_HOW TO COMPLETE THIS TASK_.
Tally the lines below containing "struct" and report only the total.

BEGIN PROVIDED INFORMATION

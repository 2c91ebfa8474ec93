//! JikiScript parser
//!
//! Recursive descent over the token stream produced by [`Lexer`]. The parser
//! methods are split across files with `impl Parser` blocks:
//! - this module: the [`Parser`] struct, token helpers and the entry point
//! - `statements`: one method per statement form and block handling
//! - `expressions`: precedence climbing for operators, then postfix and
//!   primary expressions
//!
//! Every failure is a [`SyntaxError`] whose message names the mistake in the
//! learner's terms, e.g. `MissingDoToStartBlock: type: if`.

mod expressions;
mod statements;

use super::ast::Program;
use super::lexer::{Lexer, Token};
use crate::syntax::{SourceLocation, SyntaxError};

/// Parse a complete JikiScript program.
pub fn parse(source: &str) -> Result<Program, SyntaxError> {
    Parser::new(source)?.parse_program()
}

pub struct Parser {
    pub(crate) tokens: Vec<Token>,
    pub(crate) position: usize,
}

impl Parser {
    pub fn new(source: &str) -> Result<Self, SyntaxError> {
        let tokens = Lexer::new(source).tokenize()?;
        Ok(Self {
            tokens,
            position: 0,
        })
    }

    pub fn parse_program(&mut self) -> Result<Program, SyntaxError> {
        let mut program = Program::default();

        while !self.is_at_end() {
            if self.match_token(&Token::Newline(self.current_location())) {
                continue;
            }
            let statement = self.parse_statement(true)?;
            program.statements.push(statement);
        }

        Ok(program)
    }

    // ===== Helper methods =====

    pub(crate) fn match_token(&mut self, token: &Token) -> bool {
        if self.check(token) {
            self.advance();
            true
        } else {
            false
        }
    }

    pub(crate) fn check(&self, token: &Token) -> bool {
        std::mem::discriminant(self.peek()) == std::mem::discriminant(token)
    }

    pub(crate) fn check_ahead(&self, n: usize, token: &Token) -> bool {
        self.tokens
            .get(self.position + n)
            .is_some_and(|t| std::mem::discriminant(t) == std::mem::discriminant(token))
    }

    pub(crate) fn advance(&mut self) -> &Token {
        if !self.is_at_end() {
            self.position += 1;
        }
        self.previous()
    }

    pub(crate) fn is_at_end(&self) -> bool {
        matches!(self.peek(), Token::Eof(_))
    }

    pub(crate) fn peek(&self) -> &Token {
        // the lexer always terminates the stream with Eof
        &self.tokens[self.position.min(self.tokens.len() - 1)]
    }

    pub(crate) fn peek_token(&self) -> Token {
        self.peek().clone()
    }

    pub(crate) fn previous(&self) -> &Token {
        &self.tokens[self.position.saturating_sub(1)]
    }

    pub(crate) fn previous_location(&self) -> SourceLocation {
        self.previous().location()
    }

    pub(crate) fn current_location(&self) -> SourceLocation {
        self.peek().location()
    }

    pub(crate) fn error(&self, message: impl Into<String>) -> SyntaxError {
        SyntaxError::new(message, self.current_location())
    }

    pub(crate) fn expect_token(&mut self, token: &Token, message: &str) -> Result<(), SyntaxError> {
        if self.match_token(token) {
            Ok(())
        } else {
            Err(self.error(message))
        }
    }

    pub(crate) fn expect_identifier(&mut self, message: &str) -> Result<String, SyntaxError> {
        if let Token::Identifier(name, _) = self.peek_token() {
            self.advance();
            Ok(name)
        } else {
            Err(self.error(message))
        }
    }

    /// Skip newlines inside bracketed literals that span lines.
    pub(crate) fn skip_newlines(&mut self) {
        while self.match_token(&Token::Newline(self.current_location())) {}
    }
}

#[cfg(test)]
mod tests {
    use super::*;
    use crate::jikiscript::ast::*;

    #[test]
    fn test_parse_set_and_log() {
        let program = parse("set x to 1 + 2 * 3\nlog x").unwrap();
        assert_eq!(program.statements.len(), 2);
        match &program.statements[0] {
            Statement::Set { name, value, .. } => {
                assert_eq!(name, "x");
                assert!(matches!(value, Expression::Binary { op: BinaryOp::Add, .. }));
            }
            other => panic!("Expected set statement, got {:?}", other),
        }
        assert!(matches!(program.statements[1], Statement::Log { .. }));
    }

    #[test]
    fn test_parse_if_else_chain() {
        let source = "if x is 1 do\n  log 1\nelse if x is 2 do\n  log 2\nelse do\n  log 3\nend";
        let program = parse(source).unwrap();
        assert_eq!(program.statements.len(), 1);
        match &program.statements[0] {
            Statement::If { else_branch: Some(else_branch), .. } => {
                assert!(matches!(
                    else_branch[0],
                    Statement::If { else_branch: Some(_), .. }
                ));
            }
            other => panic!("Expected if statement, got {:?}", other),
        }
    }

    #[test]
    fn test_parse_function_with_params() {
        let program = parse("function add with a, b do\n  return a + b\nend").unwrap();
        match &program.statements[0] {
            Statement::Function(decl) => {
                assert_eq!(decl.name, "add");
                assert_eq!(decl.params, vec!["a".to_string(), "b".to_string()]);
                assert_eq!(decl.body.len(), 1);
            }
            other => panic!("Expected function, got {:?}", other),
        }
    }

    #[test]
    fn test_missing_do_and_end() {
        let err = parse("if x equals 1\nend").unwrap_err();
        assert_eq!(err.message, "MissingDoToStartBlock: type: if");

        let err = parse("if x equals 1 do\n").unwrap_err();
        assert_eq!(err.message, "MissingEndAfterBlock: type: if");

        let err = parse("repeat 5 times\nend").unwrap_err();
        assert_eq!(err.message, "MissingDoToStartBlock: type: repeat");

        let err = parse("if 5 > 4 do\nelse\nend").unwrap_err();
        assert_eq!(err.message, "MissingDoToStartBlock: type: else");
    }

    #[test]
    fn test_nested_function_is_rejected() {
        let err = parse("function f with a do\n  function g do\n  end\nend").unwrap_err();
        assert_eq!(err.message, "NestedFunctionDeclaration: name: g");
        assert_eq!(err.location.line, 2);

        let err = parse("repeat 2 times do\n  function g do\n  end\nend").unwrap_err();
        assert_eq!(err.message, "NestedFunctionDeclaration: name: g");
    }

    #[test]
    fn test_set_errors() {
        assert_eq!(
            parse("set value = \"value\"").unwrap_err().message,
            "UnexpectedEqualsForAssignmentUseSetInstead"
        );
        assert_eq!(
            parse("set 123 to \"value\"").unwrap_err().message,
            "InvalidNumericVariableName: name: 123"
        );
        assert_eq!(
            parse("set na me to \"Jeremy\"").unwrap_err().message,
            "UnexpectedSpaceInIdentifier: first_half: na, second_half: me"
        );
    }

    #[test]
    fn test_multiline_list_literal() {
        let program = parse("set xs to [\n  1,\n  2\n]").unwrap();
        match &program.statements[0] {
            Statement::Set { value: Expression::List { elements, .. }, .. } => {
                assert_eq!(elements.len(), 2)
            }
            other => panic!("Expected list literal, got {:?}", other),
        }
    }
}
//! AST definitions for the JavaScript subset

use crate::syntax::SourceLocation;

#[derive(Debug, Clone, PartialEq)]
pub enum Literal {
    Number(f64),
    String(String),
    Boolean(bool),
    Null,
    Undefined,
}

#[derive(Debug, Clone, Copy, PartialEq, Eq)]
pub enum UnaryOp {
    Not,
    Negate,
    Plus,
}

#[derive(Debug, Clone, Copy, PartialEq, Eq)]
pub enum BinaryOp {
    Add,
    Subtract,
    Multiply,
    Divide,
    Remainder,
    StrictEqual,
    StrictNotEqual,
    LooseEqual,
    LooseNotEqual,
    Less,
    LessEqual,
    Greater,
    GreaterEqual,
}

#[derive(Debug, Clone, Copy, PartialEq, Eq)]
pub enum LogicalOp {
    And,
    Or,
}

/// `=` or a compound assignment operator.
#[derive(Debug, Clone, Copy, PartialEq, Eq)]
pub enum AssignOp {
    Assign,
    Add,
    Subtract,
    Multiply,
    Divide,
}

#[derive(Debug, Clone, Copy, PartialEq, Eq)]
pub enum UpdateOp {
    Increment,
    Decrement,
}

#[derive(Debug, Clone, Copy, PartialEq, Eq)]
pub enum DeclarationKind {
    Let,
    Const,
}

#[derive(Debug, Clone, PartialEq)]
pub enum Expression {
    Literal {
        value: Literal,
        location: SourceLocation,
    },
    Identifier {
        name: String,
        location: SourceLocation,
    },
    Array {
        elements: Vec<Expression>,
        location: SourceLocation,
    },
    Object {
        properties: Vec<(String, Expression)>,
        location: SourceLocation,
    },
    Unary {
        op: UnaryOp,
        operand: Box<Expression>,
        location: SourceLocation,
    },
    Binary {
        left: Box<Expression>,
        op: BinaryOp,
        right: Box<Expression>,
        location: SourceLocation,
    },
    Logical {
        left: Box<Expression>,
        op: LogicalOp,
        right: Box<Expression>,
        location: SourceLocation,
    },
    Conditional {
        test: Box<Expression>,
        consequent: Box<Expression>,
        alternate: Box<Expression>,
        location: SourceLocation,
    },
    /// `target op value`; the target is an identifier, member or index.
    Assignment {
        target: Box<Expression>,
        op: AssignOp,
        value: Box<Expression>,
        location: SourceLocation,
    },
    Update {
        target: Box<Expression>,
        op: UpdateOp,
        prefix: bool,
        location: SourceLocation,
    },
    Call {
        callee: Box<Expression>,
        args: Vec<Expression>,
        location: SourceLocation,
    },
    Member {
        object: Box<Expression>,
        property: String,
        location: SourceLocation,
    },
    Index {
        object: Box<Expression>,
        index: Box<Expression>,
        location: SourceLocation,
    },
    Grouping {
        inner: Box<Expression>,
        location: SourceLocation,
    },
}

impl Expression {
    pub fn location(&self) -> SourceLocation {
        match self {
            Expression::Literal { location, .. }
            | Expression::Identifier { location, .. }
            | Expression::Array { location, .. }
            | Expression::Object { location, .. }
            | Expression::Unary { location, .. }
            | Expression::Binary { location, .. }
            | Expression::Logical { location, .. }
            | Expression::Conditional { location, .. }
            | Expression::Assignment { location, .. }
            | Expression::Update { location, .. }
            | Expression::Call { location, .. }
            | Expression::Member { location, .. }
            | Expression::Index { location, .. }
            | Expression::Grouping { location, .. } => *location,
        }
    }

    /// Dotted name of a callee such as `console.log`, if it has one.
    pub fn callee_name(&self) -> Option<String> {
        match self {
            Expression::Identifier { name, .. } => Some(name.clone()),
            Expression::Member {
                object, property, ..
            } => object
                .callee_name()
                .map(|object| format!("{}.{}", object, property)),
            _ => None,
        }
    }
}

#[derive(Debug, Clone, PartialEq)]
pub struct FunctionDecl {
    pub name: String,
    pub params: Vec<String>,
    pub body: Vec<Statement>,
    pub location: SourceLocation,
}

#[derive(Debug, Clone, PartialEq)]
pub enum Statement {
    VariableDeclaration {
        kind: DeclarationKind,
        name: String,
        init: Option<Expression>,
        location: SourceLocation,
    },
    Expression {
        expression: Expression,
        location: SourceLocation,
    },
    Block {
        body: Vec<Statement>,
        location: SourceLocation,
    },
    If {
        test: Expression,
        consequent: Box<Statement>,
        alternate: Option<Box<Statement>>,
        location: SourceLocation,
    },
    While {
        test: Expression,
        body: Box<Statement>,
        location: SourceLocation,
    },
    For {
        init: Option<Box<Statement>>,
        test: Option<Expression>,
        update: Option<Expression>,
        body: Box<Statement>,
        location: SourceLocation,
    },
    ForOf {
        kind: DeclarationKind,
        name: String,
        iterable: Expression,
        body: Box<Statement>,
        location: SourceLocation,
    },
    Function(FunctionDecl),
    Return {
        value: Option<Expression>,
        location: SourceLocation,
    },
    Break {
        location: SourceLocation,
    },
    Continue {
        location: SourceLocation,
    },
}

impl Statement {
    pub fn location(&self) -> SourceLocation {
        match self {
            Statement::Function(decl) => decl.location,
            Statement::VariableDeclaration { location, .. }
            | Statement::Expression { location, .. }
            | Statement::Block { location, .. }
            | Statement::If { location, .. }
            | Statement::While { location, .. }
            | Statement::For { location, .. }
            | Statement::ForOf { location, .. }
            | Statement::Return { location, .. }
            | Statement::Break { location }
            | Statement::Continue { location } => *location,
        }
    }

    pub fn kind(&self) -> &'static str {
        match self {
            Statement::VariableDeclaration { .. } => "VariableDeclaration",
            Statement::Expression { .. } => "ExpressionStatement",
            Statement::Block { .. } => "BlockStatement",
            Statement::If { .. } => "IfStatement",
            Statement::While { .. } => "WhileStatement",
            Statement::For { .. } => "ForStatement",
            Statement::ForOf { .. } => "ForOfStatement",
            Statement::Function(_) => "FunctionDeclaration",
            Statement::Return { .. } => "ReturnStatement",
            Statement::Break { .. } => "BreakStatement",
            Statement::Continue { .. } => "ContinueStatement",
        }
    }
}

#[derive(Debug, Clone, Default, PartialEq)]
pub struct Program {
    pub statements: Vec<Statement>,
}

END PROVIDED INFORMATION

_ANSWER BOX_.
4